== Exercise brief ==
In the entries below, every line with the string "ProducerService" is to be reported.

[Saved entries]
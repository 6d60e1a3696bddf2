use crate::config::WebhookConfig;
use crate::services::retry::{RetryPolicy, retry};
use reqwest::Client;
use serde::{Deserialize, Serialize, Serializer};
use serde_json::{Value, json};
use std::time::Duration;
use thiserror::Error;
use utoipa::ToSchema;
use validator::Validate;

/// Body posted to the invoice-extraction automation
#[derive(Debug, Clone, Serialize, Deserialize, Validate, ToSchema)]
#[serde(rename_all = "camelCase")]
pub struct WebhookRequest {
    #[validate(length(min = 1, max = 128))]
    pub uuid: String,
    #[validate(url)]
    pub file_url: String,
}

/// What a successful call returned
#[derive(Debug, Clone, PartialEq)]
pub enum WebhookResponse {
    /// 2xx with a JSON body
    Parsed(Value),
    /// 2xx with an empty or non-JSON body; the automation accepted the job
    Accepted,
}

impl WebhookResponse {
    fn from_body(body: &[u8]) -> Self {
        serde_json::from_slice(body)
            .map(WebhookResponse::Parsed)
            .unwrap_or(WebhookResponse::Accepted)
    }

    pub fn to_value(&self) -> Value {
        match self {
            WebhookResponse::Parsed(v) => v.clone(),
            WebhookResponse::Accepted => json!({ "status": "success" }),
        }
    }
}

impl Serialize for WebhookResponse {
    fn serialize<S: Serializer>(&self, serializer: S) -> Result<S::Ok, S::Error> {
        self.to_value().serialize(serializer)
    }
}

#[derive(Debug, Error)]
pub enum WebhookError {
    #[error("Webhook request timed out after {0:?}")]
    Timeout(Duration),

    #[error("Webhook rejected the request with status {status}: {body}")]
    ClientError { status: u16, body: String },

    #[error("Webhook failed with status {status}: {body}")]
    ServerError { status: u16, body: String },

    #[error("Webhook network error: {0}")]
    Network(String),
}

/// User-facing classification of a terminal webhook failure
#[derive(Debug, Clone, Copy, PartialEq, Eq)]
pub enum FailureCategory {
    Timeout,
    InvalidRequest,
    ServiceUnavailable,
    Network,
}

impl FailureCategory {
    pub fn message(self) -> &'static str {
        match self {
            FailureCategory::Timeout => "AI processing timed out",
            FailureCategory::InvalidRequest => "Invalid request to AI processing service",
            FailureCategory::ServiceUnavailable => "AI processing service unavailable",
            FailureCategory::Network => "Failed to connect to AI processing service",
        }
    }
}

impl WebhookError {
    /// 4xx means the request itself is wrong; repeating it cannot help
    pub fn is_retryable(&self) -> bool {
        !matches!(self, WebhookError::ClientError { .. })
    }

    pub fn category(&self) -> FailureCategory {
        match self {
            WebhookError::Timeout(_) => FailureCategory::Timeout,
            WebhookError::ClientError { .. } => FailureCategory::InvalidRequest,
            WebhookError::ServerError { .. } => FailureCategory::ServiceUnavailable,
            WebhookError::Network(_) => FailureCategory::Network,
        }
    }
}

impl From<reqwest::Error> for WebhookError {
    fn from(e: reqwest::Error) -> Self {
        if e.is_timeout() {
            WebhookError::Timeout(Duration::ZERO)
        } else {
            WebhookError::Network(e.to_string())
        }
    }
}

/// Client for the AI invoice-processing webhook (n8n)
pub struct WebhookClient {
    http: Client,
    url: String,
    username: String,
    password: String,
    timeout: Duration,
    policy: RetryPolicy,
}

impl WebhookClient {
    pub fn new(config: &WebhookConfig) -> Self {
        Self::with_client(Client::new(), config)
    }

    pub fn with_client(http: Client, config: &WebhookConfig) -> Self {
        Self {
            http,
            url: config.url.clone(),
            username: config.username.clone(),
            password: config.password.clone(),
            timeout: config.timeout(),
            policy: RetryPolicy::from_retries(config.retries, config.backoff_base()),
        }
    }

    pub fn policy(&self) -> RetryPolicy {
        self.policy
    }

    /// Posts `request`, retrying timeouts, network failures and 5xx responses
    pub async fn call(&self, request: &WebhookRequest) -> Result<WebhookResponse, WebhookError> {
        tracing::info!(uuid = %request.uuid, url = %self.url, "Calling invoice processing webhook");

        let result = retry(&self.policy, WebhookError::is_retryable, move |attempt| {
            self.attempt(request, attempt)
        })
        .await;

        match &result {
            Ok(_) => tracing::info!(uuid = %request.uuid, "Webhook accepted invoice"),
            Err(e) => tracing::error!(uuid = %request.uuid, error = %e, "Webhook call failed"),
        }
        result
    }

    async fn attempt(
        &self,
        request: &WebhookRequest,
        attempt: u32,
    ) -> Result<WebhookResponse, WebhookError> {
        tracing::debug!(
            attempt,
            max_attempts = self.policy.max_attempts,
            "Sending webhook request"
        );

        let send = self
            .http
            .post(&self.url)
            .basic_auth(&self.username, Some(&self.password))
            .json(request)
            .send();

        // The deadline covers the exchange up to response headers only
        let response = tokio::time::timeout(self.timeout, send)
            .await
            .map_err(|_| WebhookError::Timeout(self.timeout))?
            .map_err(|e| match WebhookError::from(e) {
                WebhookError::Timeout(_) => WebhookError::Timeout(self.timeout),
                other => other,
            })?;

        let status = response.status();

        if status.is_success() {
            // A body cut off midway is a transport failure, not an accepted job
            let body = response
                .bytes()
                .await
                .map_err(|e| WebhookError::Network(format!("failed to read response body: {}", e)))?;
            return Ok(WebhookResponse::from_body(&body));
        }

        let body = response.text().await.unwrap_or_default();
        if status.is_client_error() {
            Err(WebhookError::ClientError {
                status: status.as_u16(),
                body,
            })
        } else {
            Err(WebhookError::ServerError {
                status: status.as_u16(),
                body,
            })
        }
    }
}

--

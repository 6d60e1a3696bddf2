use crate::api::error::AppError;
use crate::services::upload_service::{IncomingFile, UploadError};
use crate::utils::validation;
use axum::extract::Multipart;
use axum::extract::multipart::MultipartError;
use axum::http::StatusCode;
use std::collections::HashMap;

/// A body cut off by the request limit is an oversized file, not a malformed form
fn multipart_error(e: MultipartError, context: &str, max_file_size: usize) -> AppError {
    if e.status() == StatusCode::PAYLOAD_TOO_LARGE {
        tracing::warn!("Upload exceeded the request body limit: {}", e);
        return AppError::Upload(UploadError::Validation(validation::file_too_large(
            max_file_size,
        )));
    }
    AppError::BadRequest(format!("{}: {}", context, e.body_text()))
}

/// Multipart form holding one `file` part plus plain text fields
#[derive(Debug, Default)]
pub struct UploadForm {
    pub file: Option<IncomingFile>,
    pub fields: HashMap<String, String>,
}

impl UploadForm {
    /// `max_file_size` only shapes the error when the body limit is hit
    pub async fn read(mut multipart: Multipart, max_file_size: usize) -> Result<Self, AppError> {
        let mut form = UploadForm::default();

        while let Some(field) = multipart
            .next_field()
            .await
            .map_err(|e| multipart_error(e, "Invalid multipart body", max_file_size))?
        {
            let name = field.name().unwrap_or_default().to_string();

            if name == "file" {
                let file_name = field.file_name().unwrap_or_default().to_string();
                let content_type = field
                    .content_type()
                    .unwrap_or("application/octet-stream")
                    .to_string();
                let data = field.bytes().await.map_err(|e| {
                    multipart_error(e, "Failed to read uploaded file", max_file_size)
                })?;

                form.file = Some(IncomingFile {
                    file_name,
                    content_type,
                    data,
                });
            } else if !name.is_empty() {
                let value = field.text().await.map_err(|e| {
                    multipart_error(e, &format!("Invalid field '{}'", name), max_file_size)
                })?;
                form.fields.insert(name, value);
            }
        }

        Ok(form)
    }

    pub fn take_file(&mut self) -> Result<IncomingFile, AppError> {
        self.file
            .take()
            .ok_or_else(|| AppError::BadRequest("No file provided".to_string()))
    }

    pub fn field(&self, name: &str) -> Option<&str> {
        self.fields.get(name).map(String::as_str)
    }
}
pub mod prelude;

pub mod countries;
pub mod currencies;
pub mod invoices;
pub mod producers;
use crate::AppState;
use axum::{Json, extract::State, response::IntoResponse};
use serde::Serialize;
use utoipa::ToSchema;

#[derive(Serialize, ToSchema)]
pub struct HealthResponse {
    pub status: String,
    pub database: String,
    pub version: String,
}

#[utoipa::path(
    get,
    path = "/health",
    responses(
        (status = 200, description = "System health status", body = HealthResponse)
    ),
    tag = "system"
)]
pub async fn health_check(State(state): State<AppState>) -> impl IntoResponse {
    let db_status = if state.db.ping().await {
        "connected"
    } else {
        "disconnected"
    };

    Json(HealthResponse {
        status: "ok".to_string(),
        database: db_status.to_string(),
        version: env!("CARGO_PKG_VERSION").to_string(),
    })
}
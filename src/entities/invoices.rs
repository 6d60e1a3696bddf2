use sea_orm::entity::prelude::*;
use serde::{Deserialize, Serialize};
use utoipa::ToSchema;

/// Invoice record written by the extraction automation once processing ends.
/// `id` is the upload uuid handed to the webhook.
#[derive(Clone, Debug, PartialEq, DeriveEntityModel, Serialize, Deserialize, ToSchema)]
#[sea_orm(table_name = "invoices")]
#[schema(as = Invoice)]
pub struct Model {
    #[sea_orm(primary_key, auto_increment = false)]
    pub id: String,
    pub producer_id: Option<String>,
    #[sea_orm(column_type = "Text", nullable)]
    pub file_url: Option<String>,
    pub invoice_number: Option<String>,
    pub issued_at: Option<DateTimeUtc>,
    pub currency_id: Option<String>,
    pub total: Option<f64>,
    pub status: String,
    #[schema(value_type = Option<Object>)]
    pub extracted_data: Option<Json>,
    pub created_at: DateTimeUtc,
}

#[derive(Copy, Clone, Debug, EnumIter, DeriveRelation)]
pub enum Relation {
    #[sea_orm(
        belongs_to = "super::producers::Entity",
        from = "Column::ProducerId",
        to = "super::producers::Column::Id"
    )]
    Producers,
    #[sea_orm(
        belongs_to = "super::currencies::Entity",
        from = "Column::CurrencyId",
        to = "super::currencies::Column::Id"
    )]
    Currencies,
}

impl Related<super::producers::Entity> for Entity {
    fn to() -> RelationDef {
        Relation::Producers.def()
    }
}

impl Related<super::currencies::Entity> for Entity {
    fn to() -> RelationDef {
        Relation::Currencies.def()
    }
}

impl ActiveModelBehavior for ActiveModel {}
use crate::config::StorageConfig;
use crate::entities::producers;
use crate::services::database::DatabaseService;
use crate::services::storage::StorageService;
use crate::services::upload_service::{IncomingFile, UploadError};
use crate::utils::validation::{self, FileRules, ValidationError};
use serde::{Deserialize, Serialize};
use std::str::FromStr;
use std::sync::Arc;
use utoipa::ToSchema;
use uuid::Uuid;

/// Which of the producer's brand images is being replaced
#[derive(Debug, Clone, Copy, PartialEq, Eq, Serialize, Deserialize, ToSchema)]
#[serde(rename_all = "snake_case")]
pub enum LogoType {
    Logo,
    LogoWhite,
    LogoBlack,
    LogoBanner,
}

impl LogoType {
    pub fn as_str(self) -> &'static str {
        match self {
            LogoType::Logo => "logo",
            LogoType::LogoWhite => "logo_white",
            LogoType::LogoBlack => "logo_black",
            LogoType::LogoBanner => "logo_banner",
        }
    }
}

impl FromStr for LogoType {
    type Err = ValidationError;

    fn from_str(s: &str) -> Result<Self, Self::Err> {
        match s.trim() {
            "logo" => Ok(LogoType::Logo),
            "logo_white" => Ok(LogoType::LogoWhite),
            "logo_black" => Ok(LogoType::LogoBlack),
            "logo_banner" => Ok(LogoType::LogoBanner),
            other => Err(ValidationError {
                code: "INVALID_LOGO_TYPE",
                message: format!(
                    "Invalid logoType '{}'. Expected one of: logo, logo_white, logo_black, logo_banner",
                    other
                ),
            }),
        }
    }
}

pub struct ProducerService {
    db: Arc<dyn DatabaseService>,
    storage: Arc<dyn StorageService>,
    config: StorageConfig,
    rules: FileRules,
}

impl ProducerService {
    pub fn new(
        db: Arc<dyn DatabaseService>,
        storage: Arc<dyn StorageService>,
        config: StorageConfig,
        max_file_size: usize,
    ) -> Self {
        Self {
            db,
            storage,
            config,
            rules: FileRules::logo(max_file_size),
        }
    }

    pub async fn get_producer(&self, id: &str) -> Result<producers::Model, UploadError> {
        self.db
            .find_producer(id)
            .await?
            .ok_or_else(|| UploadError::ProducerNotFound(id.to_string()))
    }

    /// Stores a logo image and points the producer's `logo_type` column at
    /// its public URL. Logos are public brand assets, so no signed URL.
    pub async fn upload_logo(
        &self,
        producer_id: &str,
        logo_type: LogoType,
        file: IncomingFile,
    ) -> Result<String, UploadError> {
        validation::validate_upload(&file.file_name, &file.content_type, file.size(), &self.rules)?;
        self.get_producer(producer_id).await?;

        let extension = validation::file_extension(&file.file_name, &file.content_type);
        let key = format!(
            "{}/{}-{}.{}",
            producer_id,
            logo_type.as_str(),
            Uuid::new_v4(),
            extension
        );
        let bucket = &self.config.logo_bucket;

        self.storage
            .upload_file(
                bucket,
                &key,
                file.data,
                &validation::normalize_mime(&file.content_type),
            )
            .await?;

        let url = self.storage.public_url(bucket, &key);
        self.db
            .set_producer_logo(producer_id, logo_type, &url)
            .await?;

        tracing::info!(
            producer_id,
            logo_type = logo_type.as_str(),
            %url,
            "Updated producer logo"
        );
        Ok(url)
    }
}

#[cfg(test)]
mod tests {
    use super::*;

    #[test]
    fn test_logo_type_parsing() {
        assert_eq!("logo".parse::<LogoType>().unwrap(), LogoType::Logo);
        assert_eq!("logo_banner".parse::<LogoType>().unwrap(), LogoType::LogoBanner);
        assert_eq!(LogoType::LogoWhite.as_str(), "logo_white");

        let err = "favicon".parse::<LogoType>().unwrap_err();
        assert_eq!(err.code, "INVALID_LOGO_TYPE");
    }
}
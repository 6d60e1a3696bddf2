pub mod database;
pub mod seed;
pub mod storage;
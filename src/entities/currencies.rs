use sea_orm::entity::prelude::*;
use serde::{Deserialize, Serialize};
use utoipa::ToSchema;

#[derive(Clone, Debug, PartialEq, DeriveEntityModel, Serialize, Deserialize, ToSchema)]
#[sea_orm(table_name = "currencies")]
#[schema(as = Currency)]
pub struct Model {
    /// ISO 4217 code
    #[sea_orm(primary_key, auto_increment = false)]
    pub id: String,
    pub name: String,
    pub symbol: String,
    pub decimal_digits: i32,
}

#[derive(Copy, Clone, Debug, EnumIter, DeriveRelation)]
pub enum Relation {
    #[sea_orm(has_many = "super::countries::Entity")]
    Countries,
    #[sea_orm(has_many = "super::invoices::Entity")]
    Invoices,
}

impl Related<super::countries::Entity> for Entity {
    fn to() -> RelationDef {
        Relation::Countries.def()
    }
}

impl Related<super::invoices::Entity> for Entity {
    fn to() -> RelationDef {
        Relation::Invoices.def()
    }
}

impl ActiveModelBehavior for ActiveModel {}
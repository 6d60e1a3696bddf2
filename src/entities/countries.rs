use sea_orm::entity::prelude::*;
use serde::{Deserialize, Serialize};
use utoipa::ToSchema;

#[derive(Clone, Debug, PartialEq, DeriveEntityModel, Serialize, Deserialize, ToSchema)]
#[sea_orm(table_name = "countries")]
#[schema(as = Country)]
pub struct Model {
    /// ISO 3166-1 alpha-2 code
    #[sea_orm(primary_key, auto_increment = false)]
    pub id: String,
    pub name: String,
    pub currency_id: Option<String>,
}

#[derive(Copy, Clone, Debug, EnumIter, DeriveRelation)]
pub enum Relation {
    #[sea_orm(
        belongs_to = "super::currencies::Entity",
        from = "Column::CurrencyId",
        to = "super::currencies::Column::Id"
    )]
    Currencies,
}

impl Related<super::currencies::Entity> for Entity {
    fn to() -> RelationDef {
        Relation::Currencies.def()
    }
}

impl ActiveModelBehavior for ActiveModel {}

== Answer box ==
pub struct ProducerService {
impl ProducerService {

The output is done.